NO, it meant that I had to source an old dog of a ladies bike and build it up to the shining example it is today ?
Wife still thinks I'm nuts but mentions the word genius when the tyres need blowing up !

Time and weather permitting I'm due to do some spraying soon, so it was interesting to read your comments. Did you go back to bare metal or just rub down and primer etc.

Presuming you've got a digital camera, download the pictures onto your computer then transfer the required image onto ReadersRides or into the "Add a picture" box below the "Your message" box.

Good luck with the chainguard, I suppose lots of patience, tea and biscuits or possibly even one of those nurses you see in the operating theatre mopping the brow of the surgeons head whilst he performs a highly delicate manoeuvre during a major life saving operation.
Just a thought.

AGE / VALUE:   Birmingham Hercules 1948? posted by: al fickensher on 5/3/2008 at 7:07:34 PM
GU 4939
That's the s/n on the left side of the lug beneath the saddle.
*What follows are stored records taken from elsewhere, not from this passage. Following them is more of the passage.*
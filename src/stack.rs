//! Call-stack capture.
//!
//! [`capture`] records instruction pointers only. Symbol resolution is
//! deferred to rendering time (see [`Frame::render`](crate::Frame::render)).
//!
//! Capturing is re-entrant: every call walks its own thread's stack and
//! returns an independent [`StackTrace`].
//!
//! # Examples
//!
//! ```
//! use error_trail::stack;
//!
//! let trace = stack::capture(0);
//! assert!(trace.len() <= stack::MAX_DEPTH);
//! ```
use smallvec::SmallVec;

use crate::types::{Frame, FrameVec, StackTrace};

/// Maximum number of frames kept per capture.
pub const MAX_DEPTH: usize = 32;

/// Upper bound on frames walked while looking for the capture frame itself.
const UNWIND_LIMIT: usize = 256;

/// Captures the current call stack.
///
/// The returned trace starts at the function that called `capture`, after
/// skipping `skip` further frames. Constructors pass `1` so that their own
/// frame is left out and the trace starts at their caller. Skipping past the
/// outermost frame yields an empty trace.
#[inline(never)]
pub fn capture(skip: usize) -> StackTrace {
    let own = capture as usize;
    let mut raw: SmallVec<[usize; 64]> = SmallVec::new();
    let mut own_index = None;

    backtrace::trace(|frame| {
        if own_index.is_none() && frame.symbol_address() as usize == own {
            own_index = Some(raw.len());
        }
        raw.push(frame.ip() as usize);

        match own_index {
            Some(index) => raw.len() < (index + 1).saturating_add(skip).saturating_add(MAX_DEPTH),
            None => raw.len() < UNWIND_LIMIT,
        }
    });

    // Frames up to and including this function belong to the unwinder.
    // Without symbol addresses our frame cannot be located and nothing is dropped.
    let start = own_index.map_or(0, |index| index + 1).saturating_add(skip);
    let frames: FrameVec = raw.iter().skip(start).take(MAX_DEPTH).map(|&ip| Frame::from_ip(ip)).collect();

    StackTrace::from_frames(frames)
}
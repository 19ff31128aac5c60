//! Borrowed view over a single chain node.
//!
//! All traversal and formatting goes through [`Node`]: a `match` over the
//! closed set of kinds replaces any runtime capability probing.
//!
//! Per-kind rendering:
//!
//! | kind        | short                    | extended                         |
//! |-------------|--------------------------|----------------------------------|
//! | Fundamental | message                  | message + own stack              |
//! | Message     | message + ": " + cause   | cause extended + "\n" + message  |
//! | Stack       | cause                    | cause extended + own stack       |
//! | Level       | cause                    | cause extended                   |
//! | Status      | cause                    | cause extended                   |
//! | External    | the error's `Display`    | the error's `Display`            |
use core::fmt::{self, Display};
use std::error::Error;

use crate::traits::Chain;
use crate::types::{
    Fundamental, Presentation, Rendered, StackTrace, WithLevel, WithMessage, WithStack, WithStatus,
};

/// A borrowed, copyable view of one chain node.
///
/// Obtained from [`Chain::node`]; [`Node::inner`] steps towards the root.
#[derive(Debug, Clone, Copy)]
pub enum Node<'a> {
    Fundamental(&'a Fundamental),
    Message(&'a WithMessage),
    Stack(&'a WithStack),
    Level(&'a WithLevel),
    Status(&'a WithStatus),
    External(&'a (dyn Error + Send + Sync + 'static)),
}

impl<'a> Node<'a> {
    /// `true` for nodes that have no cause slot at all.
    ///
    /// A [`WithMessage`] built without a cause is not terminal: it has a
    /// cause slot that happens to be empty.
    #[inline]
    pub fn is_terminal(self) -> bool {
        matches!(self, Node::Fundamental(_) | Node::External(_))
    }

    /// The next node towards the root, if any.
    #[inline]
    pub fn inner(self) -> Option<Node<'a>> {
        match self {
            Node::Fundamental(_) | Node::External(_) => None,
            Node::Message(w) => w.cause().map(Chain::node),
            Node::Stack(w) => Some(w.cause().node()),
            Node::Level(w) => Some(w.cause().node()),
            Node::Status(w) => Some(w.cause().node()),
        }
    }

    /// The stack captured by this node itself.
    #[inline]
    pub fn stack_trace(self) -> Option<&'a StackTrace> {
        match self {
            Node::Fundamental(e) => Some(e.stack_trace()),
            Node::Stack(w) => Some(w.stack_trace()),
            _ => None,
        }
    }

    /// Returns the foreign error as `E` when this node is an external root of that type.
    pub fn downcast_ref<E>(self) -> Option<&'a E>
    where
        E: Error + 'static,
    {
        match self {
            Node::External(error) => error.downcast_ref::<E>(),
            _ => None,
        }
    }

    /// Binds this node to a presentation.
    #[inline]
    pub fn render(self, presentation: Presentation) -> Rendered<'a> {
        Rendered::new(self, presentation)
    }

    pub(crate) fn source(self) -> Option<&'a (dyn Error + 'static)> {
        match self {
            Node::Fundamental(_) => None,
            Node::External(error) => error.source(),
            Node::Message(w) => w.cause().map(|cause| cause as &(dyn Error + 'static)),
            Node::Stack(w) => Some(w.cause() as &(dyn Error + 'static)),
            Node::Level(w) => Some(w.cause() as &(dyn Error + 'static)),
            Node::Status(w) => Some(w.cause() as &(dyn Error + 'static)),
        }
    }

    pub(crate) fn write_short(self, f: &mut fmt::Formatter<'_>) -> fmt::Result {
        match self {
            Node::Fundamental(e) => f.write_str(e.message()),
            Node::Message(w) => {
                f.write_str(w.message())?;
                match w.cause() {
                    Some(cause) => {
                        f.write_str(": ")?;
                        cause.node().write_short(f)
                    },
                    None => Ok(()),
                }
            },
            Node::Stack(w) => w.cause().node().write_short(f),
            Node::Level(w) => w.cause().node().write_short(f),
            Node::Status(w) => w.cause().node().write_short(f),
            Node::External(error) => write!(f, "{}", error),
        }
    }

    pub(crate) fn write_extended(self, f: &mut fmt::Formatter<'_>) -> fmt::Result {
        match self {
            Node::Fundamental(e) => {
                f.write_str(e.message())?;
                write!(f, "{:+}", e.stack_trace())
            },
            Node::Message(w) => {
                if let Some(cause) = w.cause() {
                    cause.node().write_extended(f)?;
                    f.write_str("\n")?;
                }
                f.write_str(w.message())
            },
            Node::Stack(w) => {
                w.cause().node().write_extended(f)?;
                write!(f, "{:+}", w.stack_trace())
            },
            Node::Level(w) => w.cause().node().write_extended(f),
            Node::Status(w) => w.cause().node().write_extended(f),
            Node::External(error) => write!(f, "{}", error),
        }
    }
}

impl Chain for Node<'_> {
    #[inline]
    fn node(&self) -> Node<'_> {
        *self
    }
}

/// `{}` is the short render, `{:+}` the extended render with stack traces.
impl Display for Node<'_> {
    fn fmt(&self, f: &mut fmt::Formatter<'_>) -> fmt::Result {
        if f.sign_plus() {
            self.write_extended(f)
        } else {
            self.write_short(f)
        }
    }
}
use crate::stack;
use crate::traits::Chain;
use crate::types::{impl_chain_error, Node, StackTrace};

/// Root of a chain: a message and the stack captured where it was created.
///
/// # Examples
///
/// ```
/// use error_trail::{new_error, Fundamental};
///
/// let err = Fundamental::new("not found");
/// assert_eq!(err.to_string(), "not found");
///
/// let err = new_error!("{} not found in {}", "user", "account");
/// assert_eq!(err.message(), "user not found in account");
/// ```
#[must_use]
#[derive(Debug, Clone)]
pub struct Fundamental {
    message: String,
    stack: StackTrace,
}

impl Fundamental {
    /// Creates a root error, capturing the stack of the caller.
    #[inline(never)]
    pub fn new(message: impl Into<String>) -> Self {
        Self { message: message.into(), stack: stack::capture(1) }
    }

    #[inline]
    pub fn message(&self) -> &str {
        &self.message
    }

    /// Stack captured at construction, caller first.
    #[inline]
    pub fn stack_trace(&self) -> &StackTrace {
        &self.stack
    }
}

impl Chain for Fundamental {
    #[inline]
    fn node(&self) -> Node<'_> {
        Node::Fundamental(self)
    }
}

impl_chain_error!(Fundamental);
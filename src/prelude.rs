//! Convenience re-exports for common usage patterns.
//!
//! ```
//! use error_trail::prelude::*;
//!
//! fn lookup(id: u64) -> FailureResult<String> {
//!     Err(new_error!("user {} not found", id).status(Status::NOT_FOUND).into())
//! }
//!
//! let err = lookup(7).unwrap_err();
//! assert_eq!(err.to_string(), "user 7 not found");
//! assert_eq!(find_status(&err), Some(Status::NOT_FOUND));
//! ```

// Macros
pub use crate::{new_error, with_message, wrap};

// Core types
pub use crate::types::{
    Failure, FailureResult, Fundamental, Level, Node, Presentation, Status, WithLevel, WithMessage,
    WithStack, WithStatus,
};

// Traits
pub use crate::traits::{Annotate, Chain, IntoCause, ResultExt};

// Chain operations
pub use crate::annotate::{with_level, with_stack, with_status};
pub use crate::search::{cause, find_level, find_stack, find_status};
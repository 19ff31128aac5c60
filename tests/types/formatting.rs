use error_trail::prelude::*;
use std::io;

fn eof() -> Failure {
    Failure::external(io::Error::new(io::ErrorKind::UnexpectedEof, "EOF"))
}

#[test]
fn short_render_joins_messages_outermost_first() {
    let err = new_error!("not found").wrap("database error").wrap("attention");

    assert_eq!(err.to_string(), "attention: database error: not found");
    assert_eq!(err.render(Presentation::Short).to_string(), err.to_string());
    assert_eq!(err.render(Presentation::Default).to_string(), err.to_string());
}

#[test]
fn quoted_render_wraps_short_render_in_quotes() {
    let err = new_error!("not found").wrap("database error");
    assert_eq!(err.quoted().to_string(), "\"database error: not found\"");

    let err = with_status(new_error!("say \"hi\""), Status::BAD_REQUEST).unwrap();
    assert_eq!(err.quoted().to_string(), r#""say \"hi\"""#);
}

#[test]
fn fundamental_extended_render_lists_its_stack() {
    let err = new_error!("not found");
    let extended = format!("{:+}", err);

    assert!(extended.starts_with("not found\n"), "{}", extended);
    assert!(extended.contains("formatting.rs:"), "{}", extended);
    assert_eq!(err.extended().to_string(), extended);
    assert_eq!(extended, format!("not found{:+}", err.stack_trace()));
}

#[test]
fn message_extended_render_prints_innermost_first() {
    let root = new_error!("not found");
    let root_extended = format!("{:+}", root);
    let err = root.wrap("database error").wrap("attention");

    assert_eq!(format!("{:+}", err), format!("{}\ndatabase error\nattention", root_extended));
}

#[test]
fn wrap_extended_render_appends_its_own_stack() {
    let root = new_error!("x");
    let root_extended = format!("{:+}", root);
    let err = wrap(root, "y").unwrap();

    let expected = format!("{}\ny{:+}", root_extended, err.stack_trace());
    assert_eq!(format!("{:+}", err), expected);
}

#[test]
fn level_and_status_keep_the_stack_of_their_cause() {
    let err = new_error!("message").status(Status::NOT_FOUND);
    assert!(format!("{:+}", err).contains("formatting.rs"));

    let err = new_error!("message").level(Level::Alert);
    assert!(format!("{:+}", err).contains("formatting.rs"));
}

#[test]
fn chain_without_captures_has_identical_renders() {
    let plain = Failure::external(io::Error::new(io::ErrorKind::Other, "message"));
    let err = with_level(with_status(plain, Status::NOT_FOUND), Level::Info).unwrap();

    assert_eq!(format!("{:+}", err), "message");
    assert_eq!(format!("{:+}", err), err.to_string());
}

#[test]
fn message_without_cause_extended_is_its_message() {
    let err = with_message(None::<Failure>, "whoops");

    assert_eq!(format!("{:+}", err), "whoops");
}

#[test]
fn rendering_is_repeatable() {
    let err = wrap(eof(), "read error").unwrap().level(Level::Debug);

    assert_eq!(err.to_string(), err.to_string());
    assert_eq!(format!("{:+}", err), format!("{:+}", err));
    assert_eq!(err.to_string(), "read error: EOF");
}

#[test]
fn node_renders_like_its_owner() {
    let err = wrap(eof(), "read error").unwrap();

    assert_eq!(err.node().to_string(), err.to_string());
    assert_eq!(format!("{:+}", err.node()), format!("{:+}", err));
}
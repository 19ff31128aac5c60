use core::fmt::{self, Display};

use crate::types::{Frame, FrameFormat, FrameVec};

/// Frames captured at one call site, capture site first.
///
/// A trace is produced by [`capture`](crate::stack::capture) and never mutated afterwards.
#[derive(Clone, Default, PartialEq, Eq, Hash)]
pub struct StackTrace {
    frames: FrameVec,
}

impl StackTrace {
    #[inline]
    pub(crate) fn from_frames(frames: FrameVec) -> Self {
        Self { frames }
    }

    /// Returns the frames, outermost (capture site) first.
    #[inline]
    pub fn frames(&self) -> &[Frame] {
        &self.frames
    }

    #[inline]
    pub fn len(&self) -> usize {
        self.frames.len()
    }

    #[inline]
    pub fn is_empty(&self) -> bool {
        self.frames.is_empty()
    }

    #[inline]
    pub fn iter(&self) -> core::slice::Iter<'_, Frame> {
        self.frames.iter()
    }

    /// Renders every frame with `format`.
    ///
    /// Multi-line formats (`Path`, `Full`) emit each frame on its own lines,
    /// each preceded by a newline. Single-line formats produce a bracketed,
    /// space separated list such as `[main.rs:10 lib.rs:42]`.
    pub fn render(&self, format: FrameFormat) -> String {
        match format {
            FrameFormat::Path | FrameFormat::Full => {
                let mut out = String::with_capacity(self.frames.len() * 64);
                for frame in self.frames.iter() {
                    out.push('\n');
                    out.push_str(&frame.render(format));
                }
                out
            },
            _ => {
                let items: Vec<String> = self.frames.iter().map(|frame| frame.render(format)).collect();
                format!("[{}]", items.join(" "))
            },
        }
    }
}

/// `{}` renders `[file:line ...]`, `{:+}` renders every frame in full.
impl Display for StackTrace {
    fn fmt(&self, f: &mut fmt::Formatter<'_>) -> fmt::Result {
        let format = if f.sign_plus() { FrameFormat::Full } else { FrameFormat::Location };
        f.write_str(&self.render(format))
    }
}

impl fmt::Debug for StackTrace {
    fn fmt(&self, f: &mut fmt::Formatter<'_>) -> fmt::Result {
        f.debug_list().entries(self.frames.iter()).finish()
    }
}

impl<'a> IntoIterator for &'a StackTrace {
    type Item = &'a Frame;
    type IntoIter = core::slice::Iter<'a, Frame>;

    fn into_iter(self) -> Self::IntoIter {
        self.frames.iter()
    }
}

/// Serializes as the list of resolved [`FrameInfo`](crate::FrameInfo) values.
#[cfg(feature = "serde")]
impl serde::Serialize for StackTrace {
    fn serialize<S>(&self, serializer: S) -> Result<S::Ok, S::Error>
    where
        S: serde::Serializer,
    {
        serializer.collect_seq(self.frames.iter().map(Frame::info))
    }
}
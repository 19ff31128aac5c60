//! Chain node types and the values they carry.
//!
//! Every chain is a singly linked list of immutable nodes ending in a
//! [`Fundamental`] (or a foreign error held by [`Failure::External`]):
//!
//! ```
//! use error_trail::prelude::*;
//!
//! let err = new_error!("not found")
//!     .wrap("database error")
//!     .level(Level::Debug)
//!     .wrap("attention");
//!
//! assert_eq!(err.to_string(), "attention: database error: not found");
//! assert_eq!(find_level(&err), Some(Level::Debug));
//! ```
use smallvec::SmallVec;

pub mod failure;
pub mod frame;
pub mod fundamental;
pub mod level;
pub mod node;
pub mod presentation;
pub mod stack_trace;
pub mod status;
pub mod with_level;
pub mod with_message;
pub mod with_stack;
pub mod with_status;

pub use failure::Failure;
pub use frame::{Frame, FrameFormat, FrameInfo};
pub use fundamental::Fundamental;
pub use level::{Level, ParseLevelError};
pub use node::Node;
pub use presentation::{Presentation, Rendered};
pub use stack_trace::StackTrace;
pub use status::Status;
pub use with_level::WithLevel;
pub use with_message::WithMessage;
pub use with_stack::WithStack;
pub use with_status::WithStatus;

/// SmallVec-backed frame storage for [`StackTrace`].
///
/// Keeps up to 16 frames inline so shallow captures avoid a second heap
/// allocation.
pub type FrameVec = SmallVec<[Frame; 16]>;

/// Result alias for functions failing with an annotated chain.
pub type FailureResult<T> = Result<T, Failure>;

/// Implements `Display` and `std::error::Error` for a node kind by
/// dispatching through its [`Node`] view.
macro_rules! impl_chain_error {
    ($type:ty) => {
        impl core::fmt::Display for $type {
            fn fmt(&self, f: &mut core::fmt::Formatter<'_>) -> core::fmt::Result {
                core::fmt::Display::fmt(&$crate::traits::Chain::node(self), f)
            }
        }

        impl std::error::Error for $type {
            fn source(&self) -> Option<&(dyn std::error::Error + 'static)> {
                $crate::traits::Chain::node(self).source()
            }
        }
    };
}

pub(crate) use impl_chain_error;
This is a cable-brake Hercules with a Herc rear hub that is marked:
--3 Speed--
Made in England

The seat tube has a script decal saying SPORTS MODEL

Someone upon seeing a side-view photo of it mentioned "reverse-slope top tube" . I really don't know if that's significant or not. I kinda wonder if that might be akin to a bucket of propwash.

The bike is black with red pinstriping on each tube including seatstays and chainstays as well as fork and chainguard (hockey stick). The mudguards are a cream color. There is no rear white flash nor is there a reflector (no hole to mount one).

Again that S/N GU 4939

Please, can anyone relate that s/n into a build year?

   RE:AGE / VALUE: Birmingham Hercules 1948? posted by Na on 5/4/2008 at 2:07:24 PM

A photo would cover a thousand words. Can you post one?

Matthew - its in the detail

   RE:RE:AGE / VALUE: Birmingham Hercules 1948? posted by al fickensher on 5/4/2008 at 3:37:25 PM
Not unless there is some way that the photo can be popsted directly to the messages in this forum. I just plain haven't set up with one of those flicker or whatever places to hold photos. Don't ask, it's generational I think.

I have a few photos and even sized em decently for e-mailing. I would e-mail a pic or two to anyone personally who thought they might have some info to help me ID the bike.